And apparently we need to talk about it

I am pretty much eating, sleeping, and breathing the WNBA right now. I’ve been a fan of the women’s basketball in the US since 2021, which is not very long, but even in that time I’ve learned a ton and fallen in love with the game and its players. And part of the reason I’ve found women’s basketball so compelling is because Black women built this game – including many, many, Black queer women – and have used their platform not only for leadership within the sport but also to fight for social, racial, and political justice.

But looking at the current discourse about women’s basketball in the U.S., you wouldn’t know that. And in my opinion, there hasn’t been enough discussion in the media about how that discourse exemplifies misogynoir, the specific intersection of anti-Black racism and misogyny.

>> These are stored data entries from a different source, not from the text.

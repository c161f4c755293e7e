//! Error types for emushell core.

use std::fmt;

/// Outcome of a method executed on the main thread.
pub type MethodResult = std::result::Result<(), MethodError>;

/// A specialized Result type for dispatcher operations.
pub type Result<T> = std::result::Result<T, RpcError>;

/// Errors surfaced by the main-thread RPC dispatcher.
#[derive(Debug, thiserror::Error)]
pub enum RpcError {
    /// The dispatch queue is closed (shutdown in progress or complete).
    ///
    /// No dispatch occurred. Unlike the main-thread short-circuit, the
    /// submitted method will never run.
    #[error("dispatch queue is unavailable (shutdown in progress)")]
    DispatchUnavailable,

    /// The method ran on the main thread and reported an error.
    #[error("method failed on the main thread: {0}")]
    MethodFailed(#[source] MethodError),

    /// A bounded blocking wait elapsed before the method completed.
    ///
    /// The call stays queued and will still execute exactly once.
    #[error("timed out waiting for the main thread to complete the call")]
    TimedOut,

    /// The call was dropped before it could complete.
    ///
    /// Happens when the queue is torn down with the call still pending. A
    /// method that panics reports [`MethodFailed`](Self::MethodFailed) instead.
    #[error("call was abandoned before completion")]
    Abandoned,
}

impl RpcError {
    /// Returns `true` if the submitted method is known to have run.
    pub fn method_ran(&self) -> bool {
        matches!(self, Self::MethodFailed(_))
    }
}

/// An error reported by a method executing on the main thread.
///
/// This is the result value attached to a completion signal, carried back
/// to a blocking caller or to the failed-call report channel.
pub struct MethodError {
    message: String,
    source: Option<Box<dyn std::error::Error + Send + Sync + 'static>>,
}

impl MethodError {
    /// Create an error from a message.
    pub fn new(message: impl Into<String>) -> Self {
        Self {
            message: message.into(),
            source: None,
        }
    }

    /// Wrap an underlying error, using its display text as the message.
    pub fn from_source<E>(source: E) -> Self
    where
        E: std::error::Error + Send + Sync + 'static,
    {
        Self {
            message: source.to_string(),
            source: Some(Box::new(source)),
        }
    }

    /// Wrap an underlying error with additional context.
    pub fn with_context<E>(message: impl Into<String>, source: E) -> Self
    where
        E: std::error::Error + Send + Sync + 'static,
    {
        Self {
            message: message.into(),
            source: Some(Box::new(source)),
        }
    }

    /// Build an error from the payload of a caught panic.
    pub fn from_panic(payload: &(dyn std::any::Any + Send)) -> Self {
        let detail: &str = if let Some(s) = payload.downcast_ref::<&'static str>() {
            *s
        } else if let Some(s) = payload.downcast_ref::<String>() {
            s.as_str()
        } else {
            "non-string panic payload"
        };
        Self::new(format!("method panicked: {detail}"))
    }

    /// The error message.
    pub fn message(&self) -> &str {
        &self.message
    }
}

impl fmt::Debug for MethodError {
    fn fmt(&self, f: &mut fmt::Formatter<'_>) -> fmt::Result {
        f.debug_struct("MethodError")
            .field("message", &self.message)
            .field("source", &self.source)
            .finish()
    }
}

impl fmt::Display for MethodError {
    fn fmt(&self, f: &mut fmt::Formatter<'_>) -> fmt::Result {
        f.write_str(&self.message)
    }
}

impl std::error::Error for MethodError {
    fn source(&self) -> Option<&(dyn std::error::Error + 'static)> {
        self.source
            .as_ref()
            .map(|e| e.as_ref() as &(dyn std::error::Error + 'static))
    }
}

/// Detected when a pending-save clear is not matched by an earlier start.
#[derive(Debug, Clone, Copy, PartialEq, Eq, thiserror::Error)]
#[error("pending saves count mismatch (pending count is less than 0)")]
pub struct CounterUnderflow;
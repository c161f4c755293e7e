//! Logging and debugging facilities for emushell.
//!
//! This module provides:
//! - Target names for filtering `tracing` output per subsystem
//! - A debug view of the dispatch queue
//! - Performance tracing hooks for profiling
//!
//! # Tracing Integration
//!
//! emushell uses the `tracing` crate for instrumentation. The libraries
//! never install a subscriber; to see logs, install one in the application:
//!
//! ```ignore
//! tracing_subscriber::fmt()
//!     .with_env_filter("emushell_core::dispatch=trace,info")
//!     .init();
//! ```
//!
//! # Queue Inspection
//!
//! ```
//! use std::sync::Arc;
//! use emushell_core::{MainLoop, logging::QueueDebug};
//!
//! let main_loop = MainLoop::new(Arc::new(()));
//! let dispatcher = main_loop.dispatcher();
//! dispatcher.post_method(|_| Ok(())).unwrap();
//!
//! let view = QueueDebug::new(&dispatcher).to_string();
//! assert!(view.starts_with("Dispatch queue (1 queued"));
//! ```

use std::fmt;

use crate::deferred::CallId;
use crate::dispatcher::Dispatcher;

/// Target names for log filtering.
///
/// Use these with `tracing` directives to filter logs by subsystem.
pub mod targets {
    /// Submission and execution of deferred calls.
    pub const DISPATCH: &str = "emushell_core::dispatch";
    /// Main loop lifecycle.
    pub const EVENT_LOOP: &str = "emushell_core::event_loop";
    /// Pending-save counter.
    pub const PENDING_SAVES: &str = "emushell_core::pending_saves";
    /// Application settings and folder layout.
    pub const SETTINGS: &str = "emushell::settings";
    /// Plugin configuration files.
    pub const PLUGINS: &str = "emushell::plugins";
    /// Performance spans.
    pub const PERF: &str = "emushell::perf";
}

/// One queued event, as seen by [`QueueDebug`].
#[derive(Debug, Clone, PartialEq, Eq)]
pub enum QueuedEntry {
    /// A deferred call.
    Call {
        /// The call's queue position.
        id: Option<CallId>,
        /// The call's label.
        label: &'static str,
        /// Whether a caller is blocked on it.
        blocking: bool,
    },
    /// Any other event kind.
    Event(&'static str),
}

/// Debug view of the events waiting in a dispatcher's queue.
pub struct QueueDebug {
    name: String,
    entries: Vec<QueuedEntry>,
    closed: bool,
}

impl QueueDebug {
    /// Capture the current queue contents.
    pub fn new<A: Send + Sync + 'static>(dispatcher: &Dispatcher<A>) -> Self {
        Self {
            name: dispatcher.config().name.clone(),
            entries: dispatcher.shared.queue.snapshot(),
            closed: !dispatcher.is_accepting(),
        }
    }

    /// The captured entries, head first.
    pub fn entries(&self) -> &[QueuedEntry] {
        &self.entries
    }
}

impl fmt::Display for QueueDebug {
    fn fmt(&self, f: &mut fmt::Formatter<'_>) -> fmt::Result {
        writeln!(
            f,
            "Dispatch queue ({} queued, loop \"{}\"{}):",
            self.entries.len(),
            self.name,
            if self.closed { ", closed" } else { "" }
        )?;
        if self.entries.is_empty() {
            return writeln!(f, "  (empty)");
        }
        for entry in &self.entries {
            match entry {
                QueuedEntry::Call { id, label, blocking } => {
                    let id = id.map(|id| id.to_string()).unwrap_or_else(|| "#?".to_string());
                    let mode = if *blocking { "blocking" } else { "async" };
                    writeln!(f, "  {id} {label} ({mode})")?;
                }
                QueuedEntry::Event(kind) => writeln!(f, "  <{kind}>")?,
            }
        }
        Ok(())
    }
}

/// A guard that emits a tracing span when dropped.
///
/// This is useful for tracking the duration of operations.
#[derive(Debug)]
pub struct PerfSpan {
    #[allow(dead_code)]
    span: tracing::span::EnteredSpan,
}

impl PerfSpan {
    /// Create a new performance span.
    ///
    /// The span will be active until the guard is dropped.
    pub fn new(name: &'static str) -> Self {
        let span = tracing::info_span!(target: targets::PERF, "perf", operation = name);
        Self {
            span: span.entered(),
        }
    }
}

So despite the fact that I’m not an expert and am a relatively new fan, I thought I’d write a short series with my perspectives on women’s basketball right now.

This first post is a brief history of women’s basketball through the lens of Black women’s accomplishments and leadership; the second will be unpacking misogynoir, anti-Black homophobia, and whiteness in women’s basketball, particularly in narratives around Caitlin Clark, the white player at the center of most women’s basketball media attention in the U.S. right now; the third will be on activism and fights for liberation by Black women in basketball; and the fourth, just for fun, will be spotlighting the WNBA players that I think are the most exciting to watch right now.


Women have been playing basketball almost as long as the sport has existed. After James Naismith, a physical education college instructor, invented basketball in Massachusetts in 1891 to keep his students indoors during the winter, it almost immediately caught the eye of Senda Berenson, an instructor at the nearby all-women’s Smith College. Less than a year later, the first women’s college inter-institutional game was played, and by the beginning of the 20th century, Black women were big in the sport.

1900s-1950s: The Black Fives era

During the “Black Fives era” of basketball in the first half of the twentieth century, athletic clubs, churches, newspapers, and other entities began forming women’s basketball teams. The New York Girls, created in 1910, were the first independently-run female all-Black basketball team, and were quickly joined by dozens of others. Women’s basketball also became popular at HBCUs (Historically-Black Colleges and Universities) like Bennett College for Women in North Carolina. These teams featured stars like Ora Mae Washington, considered one of the greatest female athletes of all time, who won twelve Colored Women’s Basketball World Championship titles (eleven of them back-to-back) in the 1930s and 40s.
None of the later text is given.